**What you are asked to do:**
Up to and including the line with "over direct dependencies", repeat every line of the listing exactly, beginning at the first.

**Exercise data:**
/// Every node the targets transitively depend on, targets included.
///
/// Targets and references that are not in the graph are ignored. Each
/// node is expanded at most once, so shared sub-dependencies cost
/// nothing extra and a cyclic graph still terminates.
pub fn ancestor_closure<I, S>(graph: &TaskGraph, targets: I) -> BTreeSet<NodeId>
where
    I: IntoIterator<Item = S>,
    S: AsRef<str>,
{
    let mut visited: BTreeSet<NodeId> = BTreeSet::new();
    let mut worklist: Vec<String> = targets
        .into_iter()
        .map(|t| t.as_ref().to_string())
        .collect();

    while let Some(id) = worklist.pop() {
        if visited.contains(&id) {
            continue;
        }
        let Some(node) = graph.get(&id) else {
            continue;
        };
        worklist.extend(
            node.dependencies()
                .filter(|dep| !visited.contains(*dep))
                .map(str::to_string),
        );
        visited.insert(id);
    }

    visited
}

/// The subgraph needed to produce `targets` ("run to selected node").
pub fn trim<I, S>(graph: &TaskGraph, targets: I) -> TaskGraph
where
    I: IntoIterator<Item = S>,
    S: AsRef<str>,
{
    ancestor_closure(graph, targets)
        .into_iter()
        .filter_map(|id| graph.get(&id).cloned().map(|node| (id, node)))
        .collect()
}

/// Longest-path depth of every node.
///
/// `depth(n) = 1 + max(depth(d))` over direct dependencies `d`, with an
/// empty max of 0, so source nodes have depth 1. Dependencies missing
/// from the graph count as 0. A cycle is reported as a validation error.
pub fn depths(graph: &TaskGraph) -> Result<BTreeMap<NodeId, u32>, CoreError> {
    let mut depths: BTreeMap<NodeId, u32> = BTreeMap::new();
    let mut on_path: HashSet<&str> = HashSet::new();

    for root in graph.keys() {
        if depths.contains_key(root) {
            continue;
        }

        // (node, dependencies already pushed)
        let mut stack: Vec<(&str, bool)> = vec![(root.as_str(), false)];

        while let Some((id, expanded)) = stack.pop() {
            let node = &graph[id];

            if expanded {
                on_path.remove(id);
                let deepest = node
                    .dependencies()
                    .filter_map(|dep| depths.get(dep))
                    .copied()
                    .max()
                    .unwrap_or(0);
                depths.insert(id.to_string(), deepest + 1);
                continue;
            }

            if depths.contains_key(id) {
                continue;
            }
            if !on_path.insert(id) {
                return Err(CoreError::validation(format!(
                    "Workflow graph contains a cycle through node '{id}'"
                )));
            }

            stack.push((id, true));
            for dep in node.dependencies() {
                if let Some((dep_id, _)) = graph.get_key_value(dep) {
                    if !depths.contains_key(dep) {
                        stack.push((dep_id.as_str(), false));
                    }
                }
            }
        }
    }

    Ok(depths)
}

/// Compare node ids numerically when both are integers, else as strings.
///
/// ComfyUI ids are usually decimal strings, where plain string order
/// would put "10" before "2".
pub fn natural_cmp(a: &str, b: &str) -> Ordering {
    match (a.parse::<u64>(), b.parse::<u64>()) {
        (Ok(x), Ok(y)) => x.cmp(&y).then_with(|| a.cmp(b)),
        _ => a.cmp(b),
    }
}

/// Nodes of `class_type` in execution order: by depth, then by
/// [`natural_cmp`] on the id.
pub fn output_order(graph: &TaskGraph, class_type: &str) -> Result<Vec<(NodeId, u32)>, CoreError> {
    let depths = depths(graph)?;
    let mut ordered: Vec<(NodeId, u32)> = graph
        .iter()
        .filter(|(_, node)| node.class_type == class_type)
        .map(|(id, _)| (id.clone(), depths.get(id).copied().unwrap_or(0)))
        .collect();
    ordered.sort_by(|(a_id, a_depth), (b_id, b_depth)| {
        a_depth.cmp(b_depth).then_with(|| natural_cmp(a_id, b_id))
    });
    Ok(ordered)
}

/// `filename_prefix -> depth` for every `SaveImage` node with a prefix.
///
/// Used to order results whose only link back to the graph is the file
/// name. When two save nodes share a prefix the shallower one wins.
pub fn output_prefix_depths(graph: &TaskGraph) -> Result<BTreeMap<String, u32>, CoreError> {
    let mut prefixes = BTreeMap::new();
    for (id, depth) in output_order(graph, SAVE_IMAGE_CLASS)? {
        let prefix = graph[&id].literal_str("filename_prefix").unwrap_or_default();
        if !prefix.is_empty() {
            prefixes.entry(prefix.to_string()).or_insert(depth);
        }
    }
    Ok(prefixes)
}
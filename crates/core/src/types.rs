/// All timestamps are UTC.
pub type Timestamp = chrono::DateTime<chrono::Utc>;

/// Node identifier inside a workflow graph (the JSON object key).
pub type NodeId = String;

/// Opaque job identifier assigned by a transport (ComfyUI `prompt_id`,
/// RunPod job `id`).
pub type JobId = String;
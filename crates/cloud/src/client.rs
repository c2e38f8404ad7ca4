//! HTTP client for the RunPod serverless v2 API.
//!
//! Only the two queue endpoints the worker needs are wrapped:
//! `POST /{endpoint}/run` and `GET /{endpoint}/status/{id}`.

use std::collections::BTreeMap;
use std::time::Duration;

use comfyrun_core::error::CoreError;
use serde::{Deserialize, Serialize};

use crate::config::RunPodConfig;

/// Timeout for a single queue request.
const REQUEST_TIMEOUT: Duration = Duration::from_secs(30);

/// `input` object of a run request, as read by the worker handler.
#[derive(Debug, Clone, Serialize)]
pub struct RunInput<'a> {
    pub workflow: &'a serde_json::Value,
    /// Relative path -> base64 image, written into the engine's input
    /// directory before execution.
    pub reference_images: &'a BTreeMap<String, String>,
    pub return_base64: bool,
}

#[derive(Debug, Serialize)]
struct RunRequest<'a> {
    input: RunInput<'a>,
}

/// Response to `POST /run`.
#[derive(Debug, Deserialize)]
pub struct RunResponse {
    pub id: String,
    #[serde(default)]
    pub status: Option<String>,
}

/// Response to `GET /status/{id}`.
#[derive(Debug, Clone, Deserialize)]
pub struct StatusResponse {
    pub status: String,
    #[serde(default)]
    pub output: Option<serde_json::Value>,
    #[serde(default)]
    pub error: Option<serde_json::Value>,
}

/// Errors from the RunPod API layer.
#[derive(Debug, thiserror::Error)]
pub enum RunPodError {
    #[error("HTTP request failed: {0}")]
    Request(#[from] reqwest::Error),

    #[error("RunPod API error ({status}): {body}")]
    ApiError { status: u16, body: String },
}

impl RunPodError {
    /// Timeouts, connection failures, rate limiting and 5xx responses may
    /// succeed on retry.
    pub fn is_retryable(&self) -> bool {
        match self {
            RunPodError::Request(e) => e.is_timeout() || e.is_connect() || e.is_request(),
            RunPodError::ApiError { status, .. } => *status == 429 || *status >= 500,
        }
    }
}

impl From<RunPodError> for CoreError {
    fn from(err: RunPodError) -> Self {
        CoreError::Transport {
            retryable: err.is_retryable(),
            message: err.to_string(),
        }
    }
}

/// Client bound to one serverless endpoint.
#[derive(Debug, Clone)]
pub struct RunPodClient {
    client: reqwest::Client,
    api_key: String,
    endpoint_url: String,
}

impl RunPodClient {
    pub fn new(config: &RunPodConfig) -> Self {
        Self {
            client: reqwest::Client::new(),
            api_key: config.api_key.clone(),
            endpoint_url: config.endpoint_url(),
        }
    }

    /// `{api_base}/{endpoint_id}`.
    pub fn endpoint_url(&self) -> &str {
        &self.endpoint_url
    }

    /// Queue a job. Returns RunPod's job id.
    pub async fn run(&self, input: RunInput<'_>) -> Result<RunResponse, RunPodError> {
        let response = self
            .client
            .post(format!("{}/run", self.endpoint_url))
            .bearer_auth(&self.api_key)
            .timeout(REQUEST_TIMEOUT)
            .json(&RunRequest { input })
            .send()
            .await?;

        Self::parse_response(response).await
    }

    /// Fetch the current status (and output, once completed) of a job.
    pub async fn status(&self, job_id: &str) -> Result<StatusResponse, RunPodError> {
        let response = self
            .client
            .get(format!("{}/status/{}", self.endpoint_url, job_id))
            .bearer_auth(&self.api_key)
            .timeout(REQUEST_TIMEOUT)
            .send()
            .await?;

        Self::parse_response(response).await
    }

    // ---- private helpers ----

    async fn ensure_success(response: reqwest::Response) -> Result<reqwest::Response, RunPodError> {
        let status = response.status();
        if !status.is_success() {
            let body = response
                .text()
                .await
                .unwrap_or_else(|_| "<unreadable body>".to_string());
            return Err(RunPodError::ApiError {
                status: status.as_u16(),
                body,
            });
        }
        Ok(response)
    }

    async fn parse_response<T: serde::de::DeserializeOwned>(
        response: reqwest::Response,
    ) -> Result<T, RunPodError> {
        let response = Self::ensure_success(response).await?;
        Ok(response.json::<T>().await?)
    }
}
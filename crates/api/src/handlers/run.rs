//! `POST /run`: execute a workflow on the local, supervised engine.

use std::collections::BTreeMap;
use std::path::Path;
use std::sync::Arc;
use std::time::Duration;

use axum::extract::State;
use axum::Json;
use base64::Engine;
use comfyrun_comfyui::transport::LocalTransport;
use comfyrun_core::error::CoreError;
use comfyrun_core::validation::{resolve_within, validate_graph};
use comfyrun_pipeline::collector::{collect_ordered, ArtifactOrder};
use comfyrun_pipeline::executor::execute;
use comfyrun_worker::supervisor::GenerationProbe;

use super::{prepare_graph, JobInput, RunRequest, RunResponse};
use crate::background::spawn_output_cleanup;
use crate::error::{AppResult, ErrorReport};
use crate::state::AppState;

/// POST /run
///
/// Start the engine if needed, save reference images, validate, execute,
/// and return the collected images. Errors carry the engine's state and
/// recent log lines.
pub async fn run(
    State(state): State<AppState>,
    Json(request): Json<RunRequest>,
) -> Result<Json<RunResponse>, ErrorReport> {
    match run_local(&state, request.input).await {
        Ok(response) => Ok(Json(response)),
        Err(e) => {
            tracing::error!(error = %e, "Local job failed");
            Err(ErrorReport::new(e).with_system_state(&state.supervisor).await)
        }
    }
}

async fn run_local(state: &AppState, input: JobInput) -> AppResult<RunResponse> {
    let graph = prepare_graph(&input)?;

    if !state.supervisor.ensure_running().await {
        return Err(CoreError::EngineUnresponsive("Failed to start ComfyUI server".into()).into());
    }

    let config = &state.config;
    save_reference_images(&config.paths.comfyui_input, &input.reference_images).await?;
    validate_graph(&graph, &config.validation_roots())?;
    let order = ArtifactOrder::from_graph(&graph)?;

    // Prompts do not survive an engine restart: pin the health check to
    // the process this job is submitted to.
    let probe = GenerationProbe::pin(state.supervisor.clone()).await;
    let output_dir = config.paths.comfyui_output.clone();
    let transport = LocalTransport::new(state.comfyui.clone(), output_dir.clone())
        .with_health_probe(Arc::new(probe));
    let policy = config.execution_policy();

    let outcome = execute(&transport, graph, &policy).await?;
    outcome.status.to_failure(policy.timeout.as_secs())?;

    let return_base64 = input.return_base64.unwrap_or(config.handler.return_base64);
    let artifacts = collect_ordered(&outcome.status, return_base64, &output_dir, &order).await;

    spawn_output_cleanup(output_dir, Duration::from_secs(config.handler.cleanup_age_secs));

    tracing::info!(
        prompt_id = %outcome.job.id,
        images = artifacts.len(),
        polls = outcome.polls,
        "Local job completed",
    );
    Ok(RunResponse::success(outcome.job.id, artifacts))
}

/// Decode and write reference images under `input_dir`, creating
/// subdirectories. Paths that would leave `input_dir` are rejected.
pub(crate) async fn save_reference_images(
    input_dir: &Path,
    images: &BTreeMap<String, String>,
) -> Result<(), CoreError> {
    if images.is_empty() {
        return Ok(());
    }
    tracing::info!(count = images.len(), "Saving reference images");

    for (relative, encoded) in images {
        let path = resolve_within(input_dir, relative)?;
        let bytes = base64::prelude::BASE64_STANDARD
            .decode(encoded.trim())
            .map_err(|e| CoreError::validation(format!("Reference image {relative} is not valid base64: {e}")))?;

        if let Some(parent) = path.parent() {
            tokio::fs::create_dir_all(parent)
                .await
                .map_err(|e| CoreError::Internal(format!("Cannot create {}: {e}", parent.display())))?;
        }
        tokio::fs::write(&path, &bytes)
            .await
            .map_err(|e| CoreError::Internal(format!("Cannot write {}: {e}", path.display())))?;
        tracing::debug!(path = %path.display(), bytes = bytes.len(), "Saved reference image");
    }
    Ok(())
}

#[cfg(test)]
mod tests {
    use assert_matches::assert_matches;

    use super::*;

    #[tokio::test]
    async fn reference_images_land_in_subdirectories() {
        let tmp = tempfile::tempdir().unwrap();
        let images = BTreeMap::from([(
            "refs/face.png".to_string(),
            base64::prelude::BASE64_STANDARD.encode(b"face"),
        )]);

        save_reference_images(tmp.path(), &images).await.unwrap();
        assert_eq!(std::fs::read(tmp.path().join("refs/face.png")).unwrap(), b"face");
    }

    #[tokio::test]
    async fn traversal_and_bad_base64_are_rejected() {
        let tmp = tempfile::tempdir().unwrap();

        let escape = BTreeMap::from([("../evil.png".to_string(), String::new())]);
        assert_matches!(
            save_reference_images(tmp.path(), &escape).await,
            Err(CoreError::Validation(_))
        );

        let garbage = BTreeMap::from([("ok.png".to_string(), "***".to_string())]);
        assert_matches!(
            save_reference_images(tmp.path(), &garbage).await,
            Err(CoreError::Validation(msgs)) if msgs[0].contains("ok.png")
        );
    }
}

**Result:**
/// Every node the targets transitively depend on, targets included.
///
/// Targets and references that are not in the graph are ignored. Each
/// node is expanded at most once, so shared sub-dependencies cost
/// nothing extra and a cyclic graph still terminates.
pub fn ancestor_closure<I, S>(graph: &TaskGraph, targets: I) -> BTreeSet<NodeId>
where
    I: IntoIterator<Item = S>,
    S: AsRef<str>,
{
    let mut visited: BTreeSet<NodeId> = BTreeSet::new();
    let mut worklist: Vec<String> = targets
        .into_iter()
        .map(|t| t.as_ref().to_string())
        .collect();

    while let Some(id) = worklist.pop() {
        if visited.contains(&id) {
            continue;
        }
        let Some(node) = graph.get(&id) else {
            continue;
        };
        worklist.extend(
            node.dependencies()
                .filter(|dep| !visited.contains(*dep))
                .map(str::to_string),
        );
        visited.insert(id);
    }

    visited
}

/// The subgraph needed to produce `targets` ("run to selected node").
pub fn trim<I, S>(graph: &TaskGraph, targets: I) -> TaskGraph
where
    I: IntoIterator<Item = S>,
    S: AsRef<str>,
{
    ancestor_closure(graph, targets)
        .into_iter()
        .filter_map(|id| graph.get(&id).cloned().map(|node| (id, node)))
        .collect()
}

/// Longest-path depth of every node.
///
/// `depth(n) = 1 + max(depth(d))` over direct dependencies `d`, with an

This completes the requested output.